What the exercise asks
Below are the records. Retype exactly the lines between the lines holding "let mut table = to_table(config)?;" and "let value = parse_value(raw, current.as_ref())", inclusive.

Data excerpts
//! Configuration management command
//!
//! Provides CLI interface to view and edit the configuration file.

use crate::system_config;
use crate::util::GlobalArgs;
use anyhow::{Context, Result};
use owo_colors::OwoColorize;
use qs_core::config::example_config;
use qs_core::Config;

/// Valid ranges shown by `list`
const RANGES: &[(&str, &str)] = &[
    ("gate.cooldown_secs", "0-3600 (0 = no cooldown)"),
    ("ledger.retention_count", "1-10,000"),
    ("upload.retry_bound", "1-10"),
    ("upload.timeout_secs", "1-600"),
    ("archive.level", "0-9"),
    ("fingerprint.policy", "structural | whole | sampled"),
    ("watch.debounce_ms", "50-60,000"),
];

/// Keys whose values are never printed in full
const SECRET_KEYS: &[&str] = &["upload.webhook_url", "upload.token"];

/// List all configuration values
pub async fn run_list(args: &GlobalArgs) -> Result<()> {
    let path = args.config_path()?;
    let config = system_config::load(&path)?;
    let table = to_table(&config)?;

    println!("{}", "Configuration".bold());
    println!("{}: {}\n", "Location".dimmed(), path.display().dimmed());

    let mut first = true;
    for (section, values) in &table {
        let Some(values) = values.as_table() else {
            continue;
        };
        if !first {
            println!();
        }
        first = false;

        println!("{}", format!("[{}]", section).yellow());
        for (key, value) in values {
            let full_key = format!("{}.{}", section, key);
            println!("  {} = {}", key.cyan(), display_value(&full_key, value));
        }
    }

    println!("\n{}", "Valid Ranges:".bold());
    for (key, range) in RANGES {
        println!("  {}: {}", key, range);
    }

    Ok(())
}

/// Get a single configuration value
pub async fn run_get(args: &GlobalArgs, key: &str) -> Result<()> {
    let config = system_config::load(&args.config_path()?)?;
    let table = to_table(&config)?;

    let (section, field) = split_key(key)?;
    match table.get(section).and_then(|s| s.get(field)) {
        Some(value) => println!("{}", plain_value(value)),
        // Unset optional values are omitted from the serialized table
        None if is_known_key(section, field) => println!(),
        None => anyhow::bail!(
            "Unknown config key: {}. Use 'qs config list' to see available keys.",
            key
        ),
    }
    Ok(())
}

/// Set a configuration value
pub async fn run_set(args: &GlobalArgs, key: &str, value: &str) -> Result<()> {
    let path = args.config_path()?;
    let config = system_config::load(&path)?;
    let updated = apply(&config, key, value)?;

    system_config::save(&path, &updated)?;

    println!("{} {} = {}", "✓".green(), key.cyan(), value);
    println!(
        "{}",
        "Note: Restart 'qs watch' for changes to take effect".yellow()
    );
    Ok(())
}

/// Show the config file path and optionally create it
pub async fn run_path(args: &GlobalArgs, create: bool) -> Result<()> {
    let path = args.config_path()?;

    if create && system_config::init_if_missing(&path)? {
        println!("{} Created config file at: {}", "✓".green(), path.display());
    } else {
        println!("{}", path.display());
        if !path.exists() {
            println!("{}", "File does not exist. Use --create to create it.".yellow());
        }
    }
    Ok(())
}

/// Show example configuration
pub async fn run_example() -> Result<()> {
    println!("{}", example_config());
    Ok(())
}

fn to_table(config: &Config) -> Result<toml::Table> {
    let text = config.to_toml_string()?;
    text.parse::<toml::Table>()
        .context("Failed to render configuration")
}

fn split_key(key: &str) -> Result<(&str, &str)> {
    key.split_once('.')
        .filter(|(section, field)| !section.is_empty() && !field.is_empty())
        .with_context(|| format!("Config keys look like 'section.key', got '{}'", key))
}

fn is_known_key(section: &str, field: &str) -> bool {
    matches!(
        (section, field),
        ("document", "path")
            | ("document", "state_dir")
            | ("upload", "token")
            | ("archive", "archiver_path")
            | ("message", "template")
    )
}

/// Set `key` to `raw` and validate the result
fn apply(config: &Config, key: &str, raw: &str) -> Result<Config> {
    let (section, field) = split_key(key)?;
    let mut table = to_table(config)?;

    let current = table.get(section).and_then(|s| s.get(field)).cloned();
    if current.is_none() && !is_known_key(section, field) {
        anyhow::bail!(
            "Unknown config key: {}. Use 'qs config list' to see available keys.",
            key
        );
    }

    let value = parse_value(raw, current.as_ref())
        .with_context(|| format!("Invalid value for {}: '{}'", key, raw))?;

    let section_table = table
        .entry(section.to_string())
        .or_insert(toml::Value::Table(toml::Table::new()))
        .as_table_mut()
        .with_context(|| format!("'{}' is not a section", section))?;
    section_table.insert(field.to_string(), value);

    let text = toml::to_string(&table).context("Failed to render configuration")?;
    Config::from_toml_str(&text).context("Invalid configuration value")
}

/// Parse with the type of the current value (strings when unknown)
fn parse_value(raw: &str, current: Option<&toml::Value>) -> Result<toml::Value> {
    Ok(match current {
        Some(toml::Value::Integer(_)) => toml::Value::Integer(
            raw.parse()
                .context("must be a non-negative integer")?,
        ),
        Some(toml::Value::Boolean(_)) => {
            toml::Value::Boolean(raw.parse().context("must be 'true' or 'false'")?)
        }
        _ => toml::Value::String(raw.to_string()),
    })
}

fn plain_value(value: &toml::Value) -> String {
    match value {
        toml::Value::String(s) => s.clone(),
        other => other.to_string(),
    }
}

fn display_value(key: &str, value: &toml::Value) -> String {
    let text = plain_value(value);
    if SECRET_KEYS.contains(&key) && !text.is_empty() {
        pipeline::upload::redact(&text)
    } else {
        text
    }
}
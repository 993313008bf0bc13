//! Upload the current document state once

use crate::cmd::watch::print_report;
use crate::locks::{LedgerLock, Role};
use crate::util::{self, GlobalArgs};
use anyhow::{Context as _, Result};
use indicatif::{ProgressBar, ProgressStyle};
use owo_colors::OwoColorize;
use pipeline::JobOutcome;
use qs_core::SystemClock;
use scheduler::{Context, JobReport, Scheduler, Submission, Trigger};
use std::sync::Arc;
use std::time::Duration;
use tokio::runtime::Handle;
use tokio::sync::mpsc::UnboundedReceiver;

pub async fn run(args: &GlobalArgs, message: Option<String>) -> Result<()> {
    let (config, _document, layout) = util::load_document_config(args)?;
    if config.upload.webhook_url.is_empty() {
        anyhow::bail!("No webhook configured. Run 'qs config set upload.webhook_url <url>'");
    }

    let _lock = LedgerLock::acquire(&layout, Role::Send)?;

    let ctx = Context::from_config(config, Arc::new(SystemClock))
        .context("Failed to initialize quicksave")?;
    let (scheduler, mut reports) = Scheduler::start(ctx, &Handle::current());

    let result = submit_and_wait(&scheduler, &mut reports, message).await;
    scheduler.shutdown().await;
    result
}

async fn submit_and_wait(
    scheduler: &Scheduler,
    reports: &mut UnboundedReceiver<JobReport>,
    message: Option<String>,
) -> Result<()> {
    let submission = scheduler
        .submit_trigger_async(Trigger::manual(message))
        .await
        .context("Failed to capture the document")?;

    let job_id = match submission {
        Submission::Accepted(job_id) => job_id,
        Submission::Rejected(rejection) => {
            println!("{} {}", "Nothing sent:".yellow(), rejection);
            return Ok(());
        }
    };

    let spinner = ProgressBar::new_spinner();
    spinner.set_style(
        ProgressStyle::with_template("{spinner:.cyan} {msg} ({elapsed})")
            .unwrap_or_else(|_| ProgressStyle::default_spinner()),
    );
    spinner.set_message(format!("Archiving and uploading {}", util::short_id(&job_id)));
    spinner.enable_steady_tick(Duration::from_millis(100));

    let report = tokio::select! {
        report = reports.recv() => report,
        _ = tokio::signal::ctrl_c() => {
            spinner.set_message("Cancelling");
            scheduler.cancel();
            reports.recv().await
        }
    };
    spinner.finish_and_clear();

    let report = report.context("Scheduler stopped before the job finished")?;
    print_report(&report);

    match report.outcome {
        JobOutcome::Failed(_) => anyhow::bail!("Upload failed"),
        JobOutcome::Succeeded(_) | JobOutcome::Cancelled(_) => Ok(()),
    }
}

Exercise result
    let mut table = to_table(config)?;

    let current = table.get(section).and_then(|s| s.get(field)).cloned();
    if current.is_none() && !is_known_key(section, field) {
        anyhow::bail!(
            "Unknown config key: {}. Use 'qs config list' to see available keys.",
            key
        );
    }

    let value = parse_value(raw, current.as_ref())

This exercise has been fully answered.